Task description
Everything before the line containing "let mut input" stays out; print that line and all lines below it through the last, exactly.

Material provided
--- --- ---
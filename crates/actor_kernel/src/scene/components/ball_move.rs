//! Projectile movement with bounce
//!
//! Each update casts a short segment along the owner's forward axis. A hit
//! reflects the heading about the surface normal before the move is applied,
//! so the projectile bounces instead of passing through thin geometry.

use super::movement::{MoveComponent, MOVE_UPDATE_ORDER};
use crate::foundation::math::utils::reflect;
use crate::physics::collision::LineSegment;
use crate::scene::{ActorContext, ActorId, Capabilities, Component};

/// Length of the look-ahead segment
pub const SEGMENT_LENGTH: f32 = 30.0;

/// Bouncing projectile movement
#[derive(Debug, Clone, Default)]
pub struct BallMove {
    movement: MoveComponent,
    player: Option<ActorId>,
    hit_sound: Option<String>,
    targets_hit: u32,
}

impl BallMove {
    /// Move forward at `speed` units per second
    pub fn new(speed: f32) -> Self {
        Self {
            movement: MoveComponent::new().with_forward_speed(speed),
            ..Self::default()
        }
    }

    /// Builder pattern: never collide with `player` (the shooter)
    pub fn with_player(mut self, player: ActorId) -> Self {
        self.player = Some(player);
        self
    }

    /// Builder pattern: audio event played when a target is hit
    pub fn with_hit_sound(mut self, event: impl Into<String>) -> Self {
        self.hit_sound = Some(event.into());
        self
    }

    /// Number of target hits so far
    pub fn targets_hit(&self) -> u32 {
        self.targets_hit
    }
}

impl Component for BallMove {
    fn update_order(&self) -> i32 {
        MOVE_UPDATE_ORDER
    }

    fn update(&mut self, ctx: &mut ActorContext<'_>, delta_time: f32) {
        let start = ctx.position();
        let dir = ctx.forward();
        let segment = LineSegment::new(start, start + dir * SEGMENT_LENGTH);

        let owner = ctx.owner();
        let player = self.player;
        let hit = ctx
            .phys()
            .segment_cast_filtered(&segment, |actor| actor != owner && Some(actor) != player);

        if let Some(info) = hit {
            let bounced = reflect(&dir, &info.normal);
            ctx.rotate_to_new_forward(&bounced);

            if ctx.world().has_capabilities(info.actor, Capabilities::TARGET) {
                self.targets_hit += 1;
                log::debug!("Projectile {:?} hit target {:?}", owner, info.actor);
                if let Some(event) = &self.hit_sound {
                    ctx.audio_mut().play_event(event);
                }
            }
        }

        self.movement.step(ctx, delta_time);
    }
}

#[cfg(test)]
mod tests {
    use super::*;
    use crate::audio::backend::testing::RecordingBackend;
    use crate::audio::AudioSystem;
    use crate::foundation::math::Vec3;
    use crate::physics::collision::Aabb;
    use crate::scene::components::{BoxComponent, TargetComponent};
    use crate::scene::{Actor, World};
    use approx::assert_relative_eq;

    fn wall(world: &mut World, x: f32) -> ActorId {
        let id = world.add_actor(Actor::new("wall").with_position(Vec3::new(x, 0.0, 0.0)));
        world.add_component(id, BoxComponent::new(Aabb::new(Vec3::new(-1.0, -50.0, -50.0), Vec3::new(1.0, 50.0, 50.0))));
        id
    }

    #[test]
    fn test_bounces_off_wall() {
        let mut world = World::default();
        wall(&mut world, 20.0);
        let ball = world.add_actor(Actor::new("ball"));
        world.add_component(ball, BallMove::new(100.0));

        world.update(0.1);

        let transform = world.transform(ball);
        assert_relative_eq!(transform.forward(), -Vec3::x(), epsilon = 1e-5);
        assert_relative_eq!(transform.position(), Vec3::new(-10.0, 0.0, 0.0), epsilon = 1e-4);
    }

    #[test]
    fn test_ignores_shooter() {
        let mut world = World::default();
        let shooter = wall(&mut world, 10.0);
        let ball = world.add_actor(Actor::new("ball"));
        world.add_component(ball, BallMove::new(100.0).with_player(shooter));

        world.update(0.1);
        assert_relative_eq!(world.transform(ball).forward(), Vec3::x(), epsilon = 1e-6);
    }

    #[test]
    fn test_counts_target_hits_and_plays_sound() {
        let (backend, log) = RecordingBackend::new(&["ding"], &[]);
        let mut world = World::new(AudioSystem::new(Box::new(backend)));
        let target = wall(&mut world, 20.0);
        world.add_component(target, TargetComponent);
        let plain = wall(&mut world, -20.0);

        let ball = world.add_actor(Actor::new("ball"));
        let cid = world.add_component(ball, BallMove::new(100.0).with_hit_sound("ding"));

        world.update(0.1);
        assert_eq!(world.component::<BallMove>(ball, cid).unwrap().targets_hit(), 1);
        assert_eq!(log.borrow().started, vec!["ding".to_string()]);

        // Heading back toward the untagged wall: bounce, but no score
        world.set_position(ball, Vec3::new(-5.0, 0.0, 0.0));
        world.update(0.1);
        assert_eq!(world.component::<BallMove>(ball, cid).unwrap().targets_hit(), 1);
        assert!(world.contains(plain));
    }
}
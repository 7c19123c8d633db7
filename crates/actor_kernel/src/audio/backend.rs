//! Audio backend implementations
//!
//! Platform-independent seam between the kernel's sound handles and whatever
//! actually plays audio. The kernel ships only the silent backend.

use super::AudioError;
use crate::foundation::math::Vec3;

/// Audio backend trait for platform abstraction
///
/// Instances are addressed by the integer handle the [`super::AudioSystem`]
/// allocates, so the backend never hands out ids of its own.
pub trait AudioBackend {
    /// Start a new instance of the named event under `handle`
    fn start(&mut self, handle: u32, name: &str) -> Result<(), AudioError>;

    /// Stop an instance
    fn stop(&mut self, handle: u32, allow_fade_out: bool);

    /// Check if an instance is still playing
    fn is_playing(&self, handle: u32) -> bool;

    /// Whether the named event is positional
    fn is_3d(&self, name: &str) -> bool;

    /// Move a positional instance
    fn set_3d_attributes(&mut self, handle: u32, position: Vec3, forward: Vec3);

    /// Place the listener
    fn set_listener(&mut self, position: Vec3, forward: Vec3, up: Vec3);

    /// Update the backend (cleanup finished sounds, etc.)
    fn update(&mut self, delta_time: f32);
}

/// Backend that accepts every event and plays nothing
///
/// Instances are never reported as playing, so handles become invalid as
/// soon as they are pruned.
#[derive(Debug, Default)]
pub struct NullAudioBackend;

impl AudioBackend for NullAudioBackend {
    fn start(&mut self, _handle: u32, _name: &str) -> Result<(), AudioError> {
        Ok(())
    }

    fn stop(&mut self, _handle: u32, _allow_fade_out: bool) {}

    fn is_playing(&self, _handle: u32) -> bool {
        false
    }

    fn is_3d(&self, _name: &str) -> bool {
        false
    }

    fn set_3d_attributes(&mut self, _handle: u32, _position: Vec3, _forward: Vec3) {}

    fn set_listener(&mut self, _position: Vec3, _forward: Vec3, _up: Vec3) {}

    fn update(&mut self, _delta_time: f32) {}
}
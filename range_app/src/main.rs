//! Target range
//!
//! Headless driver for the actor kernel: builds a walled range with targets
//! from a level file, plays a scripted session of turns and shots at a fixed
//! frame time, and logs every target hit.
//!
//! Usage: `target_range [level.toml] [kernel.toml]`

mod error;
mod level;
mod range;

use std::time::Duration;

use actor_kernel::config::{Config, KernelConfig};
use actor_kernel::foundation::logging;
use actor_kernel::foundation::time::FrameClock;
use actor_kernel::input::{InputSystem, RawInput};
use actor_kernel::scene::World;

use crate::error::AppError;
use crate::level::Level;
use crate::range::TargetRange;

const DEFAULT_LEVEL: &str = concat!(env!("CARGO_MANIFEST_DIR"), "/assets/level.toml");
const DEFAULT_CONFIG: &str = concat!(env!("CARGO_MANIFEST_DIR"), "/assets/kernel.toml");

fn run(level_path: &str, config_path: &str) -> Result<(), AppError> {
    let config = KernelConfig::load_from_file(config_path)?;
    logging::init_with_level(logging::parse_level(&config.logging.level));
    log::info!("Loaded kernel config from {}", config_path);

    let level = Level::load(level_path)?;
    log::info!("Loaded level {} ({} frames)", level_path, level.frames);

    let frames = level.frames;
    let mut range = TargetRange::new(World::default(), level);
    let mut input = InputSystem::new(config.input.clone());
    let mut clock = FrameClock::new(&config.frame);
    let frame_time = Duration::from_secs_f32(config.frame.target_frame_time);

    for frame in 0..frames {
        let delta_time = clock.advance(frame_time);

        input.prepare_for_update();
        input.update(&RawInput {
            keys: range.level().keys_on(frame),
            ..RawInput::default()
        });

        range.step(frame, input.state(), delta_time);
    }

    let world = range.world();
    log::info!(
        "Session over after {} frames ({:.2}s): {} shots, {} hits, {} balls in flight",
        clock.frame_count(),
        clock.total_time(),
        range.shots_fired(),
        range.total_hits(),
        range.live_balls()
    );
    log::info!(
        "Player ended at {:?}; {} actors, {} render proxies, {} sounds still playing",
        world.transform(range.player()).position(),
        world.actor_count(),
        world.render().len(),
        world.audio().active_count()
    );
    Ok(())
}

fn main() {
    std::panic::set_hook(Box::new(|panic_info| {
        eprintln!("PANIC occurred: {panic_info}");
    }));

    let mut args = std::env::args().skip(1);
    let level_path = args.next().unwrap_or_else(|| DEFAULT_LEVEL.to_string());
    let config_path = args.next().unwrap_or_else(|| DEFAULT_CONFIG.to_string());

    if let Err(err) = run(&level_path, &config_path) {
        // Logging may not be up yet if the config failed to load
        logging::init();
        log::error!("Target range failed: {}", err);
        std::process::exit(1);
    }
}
--- --- ---
Written answer
    let mut input = InputSystem::new(config.input.clone());
    let mut clock = FrameClock::new(&config.frame);
    let frame_time = Duration::from_secs_f32(config.frame.target_frame_time);

    for frame in 0..frames {
        let delta_time = clock.advance(frame_time);

        input.prepare_for_update();
        input.update(&RawInput {
            keys: range.level().keys_on(frame),
            ..RawInput::default()
        });

        range.step(frame, input.state(), delta_time);
    }

    let world = range.world();
    log::info!(
        "Session over after {} frames ({:.2}s): {} shots, {} hits, {} balls in flight",
        clock.frame_count(),
        clock.total_time(),
        range.shots_fired(),
        range.total_hits(),
        range.live_balls()
    );
    log::info!(
        "Player ended at {:?}; {} actors, {} render proxies, {} sounds still playing",
        world.transform(range.player()).position(),
        world.actor_count(),
        world.render().len(),
        world.audio().active_count()
    );
    Ok(())
}

fn main() {
    std::panic::set_hook(Box::new(|panic_info| {
        eprintln!("PANIC occurred: {panic_info}");
    }));

    let mut args = std::env::args().skip(1);
    let level_path = args.next().unwrap_or_else(|| DEFAULT_LEVEL.to_string());
    let config_path = args.next().unwrap_or_else(|| DEFAULT_CONFIG.to_string());

    if let Err(err) = run(&level_path, &config_path) {
        // Logging may not be up yet if the config failed to load
        logging::init();
        log::error!("Target range failed: {}", err);
        std::process::exit(1);
    }
}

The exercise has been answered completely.